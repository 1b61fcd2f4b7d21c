// Copyright (c) 2026 100monkeys.ai
// SPDX-License-Identifier: AGPL-3.0

use anyhow::{Context, Result};
use clap::Subcommand;
use colored::Colorize;
use std::path::PathBuf;

use twinboss_core::domain::upsert::AgentRegistration;

use super::{print_json, ControlPlaneContext};

#[derive(Subcommand)]
pub enum AgentCommand {
    /// Register (or re-register) an agent
    Register {
        /// Display name; the slug is derived from it
        #[arg(value_name = "NAME")]
        name: String,

        #[arg(long, default_value = "generalist")]
        role: String,

        #[arg(long, default_value = "member")]
        rights: String,

        #[arg(long, default_value = "active")]
        status: String,

        #[arg(long)]
        endpoint: Option<String>,

        /// Capability tag (repeatable)
        #[arg(long = "capability", short = 'c')]
        capabilities: Vec<String>,

        /// Hostname the agent serves (repeatable)
        #[arg(long = "domain", short = 'd')]
        domains: Vec<String>,
    },

    /// Make sure an admin agent exists
    Ensure {
        /// Display name (default: timestamped)
        #[arg(value_name = "NAME", default_value = "")]
        name: String,
    },

    /// List registered agents
    List {
        /// Print JSON instead of a table
        #[arg(long)]
        json: bool,
    },
}

pub async fn handle_command(command: AgentCommand, config_path: Option<PathBuf>) -> Result<()> {
    let ctx = ControlPlaneContext::open(config_path)?;

    match command {
        AgentCommand::Register {
            name,
            role,
            rights,
            status,
            endpoint,
            capabilities,
            domains,
        } => {
            let registration = AgentRegistration {
                name,
                role,
                rights,
                status,
                endpoint,
                capabilities,
                domains,
            };
            let registered = ctx
                .control_plane
                .register_agent(&registration)
                .context("Failed to register agent")?;
            println!(
                "{}",
                format!(
                    "✓ Agent registered: {} ({}) revision {}",
                    registered.record.name, registered.record.slug, registered.revision
                )
                .green()
            );
            Ok(())
        }
        AgentCommand::Ensure { name } => {
            let ensured = ctx.control_plane.ensure_agent(&name).context("Failed to ensure agent")?;
            println!(
                "{}",
                format!(
                    "✓ Admin agent ready: {} ({}) revision {}",
                    ensured.record.name, ensured.record.slug, ensured.revision
                )
                .green()
            );
            Ok(())
        }
        AgentCommand::List { json } => list(&ctx, json),
    }
}

fn list(ctx: &ControlPlaneContext, json: bool) -> Result<()> {
    let (agents, revision) = ctx.control_plane.list_agents()?;

    if json {
        return print_json(&serde_json::json!({ "agents": agents, "revision": revision }));
    }

    if agents.is_empty() {
        println!("{}", "No agents found".yellow());
        return Ok(());
    }

    println!("{} agents found:", agents.len());
    println!("{:<24} {:<24} {:<12} {:<10} {}", "NAME", "SLUG", "ROLE", "RIGHTS", "STATUS");
    for agent in &agents {
        let status = match agent.status.as_str() {
            "active" | "ready" => agent.status.green(),
            _ => agent.status.yellow(),
        };
        println!(
            "{:<24} {:<24} {:<12} {:<10} {}",
            agent.name, agent.slug, agent.role, agent.rights, status
        );
    }
    Ok(())
}
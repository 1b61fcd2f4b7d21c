// Copyright (c) 2026 100monkeys.ai
// SPDX-License-Identifier: AGPL-3.0

// Event Bus Implementation - Pub/Sub for Control Plane Events
//
// Provides in-memory event streaming using tokio broadcast channels.
// Feeds the preview SSE endpoint and any in-process observers.
// Events are not persisted; late subscribers only see what is published after they join.

use crate::domain::events::ControlPlaneEvent;
use std::sync::Arc;
use tokio::sync::broadcast;
use tracing::{debug, warn};

/// Event bus for publishing and subscribing to control plane events
#[derive(Clone)]
pub struct EventBus {
    sender: Arc<broadcast::Sender<ControlPlaneEvent>>,
}

impl EventBus {
    /// Create a new event bus with specified channel capacity
    /// Capacity determines how many events can be buffered before dropping old ones
    pub fn new(capacity: usize) -> Self {
        let (sender, _) = broadcast::channel(capacity);
        Self {
            sender: Arc::new(sender),
        }
    }

    /// Create event bus with default capacity (1000)
    pub fn with_default_capacity() -> Self {
        Self::new(1000)
    }

    /// Publish an event to all subscribers. Never fails; with no
    /// subscribers the event is dropped.
    pub fn publish(&self, event: ControlPlaneEvent) {
        debug!("Publishing event: {}", event);

        let receiver_count = self.sender.send(event).unwrap_or(0);
        if receiver_count == 0 {
            debug!("No subscribers listening to event");
        }
    }

    /// Subscribe to all control plane events
    pub fn subscribe(&self) -> EventReceiver {
        EventReceiver {
            receiver: self.sender.subscribe(),
        }
    }

    /// Raw broadcast receiver, for adapting into a stream
    pub fn subscribe_raw(&self) -> broadcast::Receiver<ControlPlaneEvent> {
        self.sender.subscribe()
    }

    /// Get the number of active subscribers
    pub fn subscriber_count(&self) -> usize {
        self.sender.receiver_count()
    }
}

impl Default for EventBus {
    fn default() -> Self {
        Self::with_default_capacity()
    }
}

/// Receiver for control plane events
pub struct EventReceiver {
    receiver: broadcast::Receiver<ControlPlaneEvent>,
}

impl EventReceiver {
    /// Receive the next event (waits until one is available)
    pub async fn recv(&mut self) -> Result<ControlPlaneEvent, EventBusError> {
        self.receiver.recv().await.map_err(|e| match e {
            broadcast::error::RecvError::Closed => EventBusError::Closed,
            broadcast::error::RecvError::Lagged(n) => {
                warn!("Event receiver lagged by {} events", n);
                EventBusError::Lagged(n)
            }
        })
    }

    /// Try to receive an event without blocking
    pub fn try_recv(&mut self) -> Result<ControlPlaneEvent, EventBusError> {
        self.receiver.try_recv().map_err(|e| match e {
            broadcast::error::TryRecvError::Empty => EventBusError::Empty,
            broadcast::error::TryRecvError::Closed => EventBusError::Closed,
            broadcast::error::TryRecvError::Lagged(n) => {
                warn!("Event receiver lagged by {} events", n);
                EventBusError::Lagged(n)
            }
        })
    }
}

/// Errors that can occur when receiving events
#[derive(Debug, thiserror::Error)]
pub enum EventBusError {
    #[error("Event bus is closed")]
    Closed,

    #[error("No events available")]
    Empty,

    #[error("Receiver lagged by {0} events (events were dropped)")]
    Lagged(u64),
}

#[cfg(test)]
mod tests {
    use super::*;

    #[tokio::test]
    async fn test_event_bus_publish_subscribe() {
        let event_bus = EventBus::new(10);
        let mut receiver = event_bus.subscribe();

        event_bus.publish(ControlPlaneEvent::Playbook {
            step: "admin:rotate-keys".to_string(),
        });

        let received = receiver.recv().await.unwrap();
        assert_eq!(received.to_string(), "admin:rotate-keys");
    }

    #[test]
    fn test_publish_without_subscribers() {
        let event_bus = EventBus::default();
        assert_eq!(event_bus.subscriber_count(), 0);
        event_bus.publish(ControlPlaneEvent::TwinGenerated);
    }

    #[test]
    fn test_try_recv_empty() {
        let event_bus = EventBus::new(4);
        let mut receiver = event_bus.subscribe();
        assert_eq!(event_bus.subscriber_count(), 1);
        assert!(matches!(receiver.try_recv(), Err(EventBusError::Empty)));
    }

    #[test]
    fn test_lagged_receiver() {
        let event_bus = EventBus::new(2);
        let mut receiver = event_bus.subscribe();
        for i in 0..5 {
            event_bus.publish(ControlPlaneEvent::Playbook { step: format!("step-{i}") });
        }
        assert!(matches!(receiver.try_recv(), Err(EventBusError::Lagged(_))));
        // after a lag the receiver resumes at the oldest retained event
        assert_eq!(receiver.try_recv().unwrap().to_string(), "step-3");
    }
}
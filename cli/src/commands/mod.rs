// Copyright (c) 2026 100monkeys.ai
// SPDX-License-Identifier: AGPL-3.0

//! Command implementations for the Twin Boss CLI
//!
//! Every command runs the control plane in-process against the configured
//! state file; nothing here talks to a running server.

pub mod agent;
pub mod config;
pub mod domain;
pub mod routes;
pub mod serve;
pub mod storage;
pub mod twin;

pub use self::agent::AgentCommand;
pub use self::config::ConfigCommand;
pub use self::domain::DomainCommand;
pub use self::routes::RoutesCommand;
pub use self::serve::ServeArgs;
pub use self::storage::StorageCommand;

use anyhow::{Context, Result};
use std::path::PathBuf;
use std::sync::Arc;

use twinboss_core::application::ControlPlaneService;
use twinboss_core::domain::node_config::ControlPlaneConfig;
use twinboss_core::infrastructure::EventBus;

/// Loaded configuration plus the wired control plane
pub struct ControlPlaneContext {
    pub config: ControlPlaneConfig,
    pub event_bus: Arc<EventBus>,
    pub control_plane: Arc<ControlPlaneService>,
}

impl ControlPlaneContext {
    pub fn open(config_path: Option<PathBuf>) -> Result<Self> {
        let config = ControlPlaneConfig::load_or_default(config_path).context("Failed to load configuration")?;
        config.validate().context("Configuration validation failed")?;
        Self::from_config(config)
    }

    pub fn from_config(config: ControlPlaneConfig) -> Result<Self> {
        let event_bus = Arc::new(EventBus::with_default_capacity());
        let control_plane = ControlPlaneService::from_config(&config, event_bus.clone()).with_context(|| {
            format!(
                "Failed to open state file {}",
                config.spec.paths.state_file().display()
            )
        })?;

        Ok(Self {
            config,
            event_bus,
            control_plane: Arc::new(control_plane),
        })
    }
}

/// Print `value` as pretty JSON
pub(crate) fn print_json<T: serde::Serialize>(value: &T) -> Result<()> {
    println!("{}", serde_json::to_string_pretty(value).context("Failed to serialize output")?);
    Ok(())
}
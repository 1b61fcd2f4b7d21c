// Copyright (c) 2026 100monkeys.ai
// SPDX-License-Identifier: AGPL-3.0

use anyhow::{Context, Result};
use clap::Subcommand;
use colored::Colorize;
use std::path::PathBuf;

use twinboss_core::domain::upsert::HostDomainRequest;

use super::{print_json, ControlPlaneContext};

#[derive(Subcommand)]
pub enum DomainCommand {
    /// Route a hostname to a backend service or URL
    Host {
        /// Hostname, with or without scheme (e.g. shop.example.com)
        #[arg(value_name = "DOMAIN")]
        domain: String,

        /// Backend service name (port resolved from the service table)
        #[arg(long, short = 's')]
        service: Option<String>,

        /// Explicit backend URL (used instead of service:port)
        #[arg(long, short = 'u')]
        url: Option<String>,

        /// Backend port (overrides the service table)
        #[arg(long)]
        port: Option<u16>,

        /// Backend scheme
        #[arg(long, default_value = "http")]
        scheme: String,

        /// Entry channel (default: websecure with auto-ssl, web otherwise)
        #[arg(long)]
        entrypoint: Option<String>,

        /// Disable automatic certificates
        #[arg(long)]
        no_ssl: bool,

        /// Do not redirect plain HTTP to HTTPS
        #[arg(long)]
        no_redirect: bool,

        #[arg(long)]
        notes: Option<String>,
    },

    /// List routed domains
    List {
        /// Print JSON instead of a table
        #[arg(long)]
        json: bool,
    },
}

pub async fn handle_command(command: DomainCommand, config_path: Option<PathBuf>) -> Result<()> {
    let ctx = ControlPlaneContext::open(config_path)?;

    match command {
        DomainCommand::Host {
            domain,
            service,
            url,
            port,
            scheme,
            entrypoint,
            no_ssl,
            no_redirect,
            notes,
        } => {
            let request = HostDomainRequest {
                domain,
                target_service: service,
                target_port: port,
                target_scheme: scheme,
                target_url: url,
                entrypoint,
                auto_ssl: !no_ssl,
                redirect_to_https: !no_redirect,
                notes,
            };
            host(&ctx, &request)
        }
        DomainCommand::List { json } => list(&ctx, json),
    }
}

fn host(ctx: &ControlPlaneContext, request: &HostDomainRequest) -> Result<()> {
    let hosted = ctx
        .control_plane
        .host_domain(request)
        .with_context(|| format!("Failed to host domain '{}'", request.domain))?;

    let record = &hosted.record;
    println!(
        "{}",
        format!("✓ {} routed (revision {})", record.domain, hosted.revision).green()
    );
    println!("  Entrypoint: {}", record.entrypoint);
    if let Some(url) = &record.target_url {
        println!("  Target: {}", url);
    } else if let Some(service) = &record.target_service {
        let port = record.target_port.map(|p| p.to_string()).unwrap_or_default();
        println!("  Target: {}://{}:{}", record.target_scheme, service, port);
    }
    println!(
        "  Routing config: {}",
        ctx.config.spec.paths.routing_file.display().to_string().dimmed()
    );
    Ok(())
}

fn list(ctx: &ControlPlaneContext, json: bool) -> Result<()> {
    let (domains, revision) = ctx.control_plane.list_domains()?;

    if json {
        return print_json(&serde_json::json!({ "domains": domains, "revision": revision }));
    }

    if domains.is_empty() {
        println!("{}", "No domains routed".yellow());
        return Ok(());
    }

    println!("{} domains (revision {}):", domains.len(), revision);
    println!("{:<36} {:<12} {:<24} {}", "DOMAIN", "ENTRYPOINT", "TARGET", "UPDATED");
    for record in &domains {
        let target = record
            .target_url
            .clone()
            .or_else(|| record.target_service.clone())
            .unwrap_or_else(|| "-".to_string());
        println!(
            "{:<36} {:<12} {:<24} {}",
            record.domain,
            record.entrypoint,
            target,
            record.updated_at.to_rfc3339()
        );
    }
    Ok(())
}
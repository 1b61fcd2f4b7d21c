// Copyright (c) 2026 100monkeys.ai
// SPDX-License-Identifier: AGPL-3.0

// Content Generation Infrastructure - Anti-Corruption Layer Implementations
//
// Each adapter translates between the domain ContentGenerator interface and
// an external API. FallbackGenerator wraps an optional adapter so callers
// always get text back.

pub mod fallback;
pub mod openai;

pub use fallback::FallbackGenerator;
pub use openai::OpenAIGenerator;
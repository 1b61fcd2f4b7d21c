// Copyright (c) 2026 100monkeys.ai
// SPDX-License-Identifier: AGPL-3.0
//! Record Upsert Logic
//!
//! Idempotent create-or-update semantics for the three record kinds owned by
//! [`StateDocument`]. Requests are validated into plans *before* the store's
//! exclusive section is entered, so a rejected request never reaches
//! `StateStore::mutate` and never bumps the revision.
//!
//! | Request | Key | Merge | History |
//! |---------|-----|-------|---------|
//! | `HostDomainRequest` | canonical hostname | full replace | `provisioned` / `updated` |
//! | `AgentRegistration` | slug | replace, union for capabilities and domains | `registered` |
//! | `ensure_agent` | slug | admin defaults, sets untouched | `ensure-admin` |
//! | `StorageSetupRequest` | `date_app` slot | full replace | - |

use std::collections::BTreeSet;

use serde::{Deserialize, Serialize};
use thiserror::Error;

use crate::domain::hostname::{self, HostnameError};
use crate::domain::routing::{ServicePorts, ENTRYPOINT_PLAIN, ENTRYPOINT_SECURE};
use crate::domain::state::{
    AgentRecord, DomainRecord, HistoryAction, HistoryEntry, StateDocument, StorageProfile,
    StorageSettings, StorageStatus, Timestamp,
};

/// Backend every environment-seeded hostname is routed to
pub const SEED_TARGET_SERVICE: &str = "twinboss_api";

#[derive(Debug, Clone, PartialEq, Eq, Error)]
pub enum RequestError {
    #[error(transparent)]
    InvalidDomain(#[from] HostnameError),

    #[error("{0}")]
    Validation(String),
}

fn default_scheme() -> String {
    "http".to_string()
}

fn default_true() -> bool {
    true
}

fn non_blank<S: AsRef<str>>(value: Option<S>) -> Option<String> {
    value.and_then(|v| {
        let trimmed = v.as_ref().trim();
        if trimmed.is_empty() {
            None
        } else {
            Some(trimmed.to_string())
        }
    })
}

/// Request to route a hostname to a backend
#[derive(Debug, Clone, PartialEq, Eq, Serialize, Deserialize)]
pub struct HostDomainRequest {
    pub domain: String,
    #[serde(default)]
    pub target_service: Option<String>,
    #[serde(default)]
    pub target_port: Option<u16>,
    #[serde(default = "default_scheme")]
    pub target_scheme: String,
    #[serde(default)]
    pub target_url: Option<String>,
    /// Entry channel; derived from `auto_ssl` when absent
    #[serde(default)]
    pub entrypoint: Option<String>,
    #[serde(default = "default_true")]
    pub auto_ssl: bool,
    #[serde(default = "default_true")]
    pub redirect_to_https: bool,
    #[serde(default)]
    pub notes: Option<String>,
}

impl HostDomainRequest {
    pub fn new(domain: impl Into<String>) -> Self {
        Self {
            domain: domain.into(),
            target_service: None,
            target_port: None,
            target_scheme: default_scheme(),
            target_url: None,
            entrypoint: None,
            auto_ssl: true,
            redirect_to_https: true,
            notes: None,
        }
    }

    pub fn with_service(mut self, service: impl Into<String>) -> Self {
        self.target_service = Some(service.into());
        self
    }

    pub fn with_url(mut self, url: impl Into<String>) -> Self {
        self.target_url = Some(url.into());
        self
    }

    pub fn with_entrypoint(mut self, entrypoint: impl Into<String>) -> Self {
        self.entrypoint = Some(entrypoint.into());
        self
    }

    /// Validate the request and resolve every derived field.
    ///
    /// Fails with `Validation` when neither a target service nor a target URL
    /// is given or when the entrypoint is not route-safe, and with
    /// `InvalidDomain` when the hostname is unusable.
    pub fn plan(&self, ports: &ServicePorts) -> Result<DomainPlan, RequestError> {
        let target_service = non_blank(self.target_service.as_deref());
        let target_url = non_blank(self.target_url.as_deref())
            .map(|url| url.trim_end_matches('/').to_string())
            .filter(|url| !url.is_empty());

        if target_service.is_none() && target_url.is_none() {
            return Err(RequestError::Validation(
                "target_service or target_url is required".to_string(),
            ));
        }

        let domain = hostname::normalize(&self.domain)?;

        let target_port = match &target_service {
            Some(service) => Some(self.target_port.unwrap_or_else(|| ports.port_for(service))),
            None => self.target_port,
        };

        if let Some(requested) = non_blank(self.entrypoint.as_deref()) {
            if hostname::route_safe_name(&requested) != requested {
                return Err(RequestError::Validation(format!(
                    "entrypoint {requested:?} may only contain letters, digits, '-' and '_'"
                )));
            }
        }

        let entrypoint = non_blank(self.entrypoint.as_deref()).unwrap_or_else(|| {
            if self.auto_ssl {
                ENTRYPOINT_SECURE.to_string()
            } else {
                ENTRYPOINT_PLAIN.to_string()
            }
        });

        Ok(DomainPlan {
            domain,
            target_service,
            target_url,
            target_port,
            target_scheme: non_blank(Some(&self.target_scheme)).unwrap_or_else(default_scheme),
            entrypoint,
            auto_ssl: self.auto_ssl,
            redirect_to_https: self.redirect_to_https,
            notes: self.notes.clone(),
        })
    }
}

/// A validated host-domain request with every field resolved
#[derive(Debug, Clone, PartialEq, Eq)]
pub struct DomainPlan {
    pub domain: String,
    pub target_service: Option<String>,
    pub target_url: Option<String>,
    pub target_port: Option<u16>,
    pub target_scheme: String,
    pub entrypoint: String,
    pub auto_ssl: bool,
    pub redirect_to_https: bool,
    pub notes: Option<String>,
}

impl DomainPlan {
    fn target(&self) -> Option<String> {
        self.target_service.clone().or_else(|| self.target_url.clone())
    }
}

/// Request to register (or re-register) an agent
#[derive(Debug, Clone, PartialEq, Eq, Serialize, Deserialize)]
pub struct AgentRegistration {
    pub name: String,
    #[serde(default = "default_role")]
    pub role: String,
    #[serde(default = "default_rights")]
    pub rights: String,
    #[serde(default = "default_status")]
    pub status: String,
    #[serde(default)]
    pub endpoint: Option<String>,
    #[serde(default)]
    pub capabilities: Vec<String>,
    #[serde(default)]
    pub domains: Vec<String>,
}

fn default_role() -> String {
    "generalist".to_string()
}

fn default_rights() -> String {
    "member".to_string()
}

fn default_status() -> String {
    "active".to_string()
}

impl AgentRegistration {
    pub fn new(name: impl Into<String>) -> Self {
        Self {
            name: name.into(),
            role: default_role(),
            rights: default_rights(),
            status: default_status(),
            endpoint: None,
            capabilities: Vec::new(),
            domains: Vec::new(),
        }
    }

    pub fn plan(&self) -> Result<AgentPlan, RequestError> {
        let name = self.name.trim();
        if name.is_empty() {
            return Err(RequestError::Validation("name is required".to_string()));
        }

        let capabilities = self
            .capabilities
            .iter()
            .map(|cap| cap.trim().to_lowercase())
            .filter(|cap| !cap.is_empty())
            .collect();

        Ok(AgentPlan {
            name: name.to_string(),
            slug: hostname::slugify(name),
            role: self.role.clone(),
            rights: self.rights.clone(),
            status: self.status.clone(),
            endpoint: non_blank(self.endpoint.as_deref()),
            capabilities,
            domains: hostname::normalize_many(&self.domains).into_iter().collect(),
        })
    }
}

#[derive(Debug, Clone, PartialEq, Eq)]
pub struct AgentPlan {
    pub name: String,
    pub slug: String,
    pub role: String,
    pub rights: String,
    pub status: String,
    pub endpoint: Option<String>,
    pub capabilities: BTreeSet<String>,
    pub domains: BTreeSet<String>,
}

/// Request to (re)configure the storage profile
#[derive(Debug, Clone, PartialEq, Eq, Serialize, Deserialize)]
pub struct StorageSetupRequest {
    #[serde(default = "default_engine")]
    pub storage_engine: String,
    #[serde(default = "default_region")]
    pub primary_region: String,
    #[serde(default = "default_replicas")]
    pub replicas: u32,
    #[serde(default = "default_retention")]
    pub retention_days: u32,
    #[serde(default)]
    pub backup_regions: Vec<String>,
    #[serde(default)]
    pub analytics: bool,
    #[serde(default = "default_true")]
    pub encryption: bool,
    #[serde(default)]
    pub notes: Option<String>,
}

fn default_engine() -> String {
    "postgres".to_string()
}

fn default_region() -> String {
    "us-east-1".to_string()
}

fn default_replicas() -> u32 {
    1
}

fn default_retention() -> u32 {
    365
}

impl Default for StorageSetupRequest {
    fn default() -> Self {
        Self {
            storage_engine: default_engine(),
            primary_region: default_region(),
            replicas: default_replicas(),
            retention_days: default_retention(),
            backup_regions: Vec::new(),
            analytics: false,
            encryption: true,
            notes: None,
        }
    }
}

impl StorageSetupRequest {
    pub fn plan(&self) -> Result<StorageSettings, RequestError> {
        let storage_engine = non_blank(Some(&self.storage_engine))
            .ok_or_else(|| RequestError::Validation("storage_engine is required".to_string()))?;
        let primary_region = non_blank(Some(&self.primary_region))
            .ok_or_else(|| RequestError::Validation("primary_region is required".to_string()))?;

        Ok(StorageSettings {
            storage_engine,
            primary_region,
            replicas: self.replicas,
            retention_days: self.retention_days,
            backup_regions: self
                .backup_regions
                .iter()
                .filter_map(|r| non_blank(Some(r)))
                .collect(),
            analytics: self.analytics,
            encryption: self.encryption,
            notes: self.notes.clone(),
        })
    }
}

────────────────

■ Task statement
With the line holding "pub fn new(capacity: usize)" as the first and the line holding "pub fn subscribe_raw(&self)" as the last, please transcribe exactly the lines of the material above in that range and nothing else.

■ Solution
    pub fn new(capacity: usize) -> Self {
        let (sender, _) = broadcast::channel(capacity);
        Self {
            sender: Arc::new(sender),
        }
    }

    /// Create event bus with default capacity (1000)
    pub fn with_default_capacity() -> Self {
        Self::new(1000)
    }

    /// Publish an event to all subscribers. Never fails; with no
    /// subscribers the event is dropped.
    pub fn publish(&self, event: ControlPlaneEvent) {
        debug!("Publishing event: {}", event);

        let receiver_count = self.sender.send(event).unwrap_or(0);
        if receiver_count == 0 {
            debug!("No subscribers listening to event");
        }
    }

    /// Subscribe to all control plane events
    pub fn subscribe(&self) -> EventReceiver {
        EventReceiver {
            receiver: self.sender.subscribe(),
        }
    }

    /// Raw broadcast receiver, for adapting into a stream
    pub fn subscribe_raw(&self) -> broadcast::Receiver<ControlPlaneEvent> {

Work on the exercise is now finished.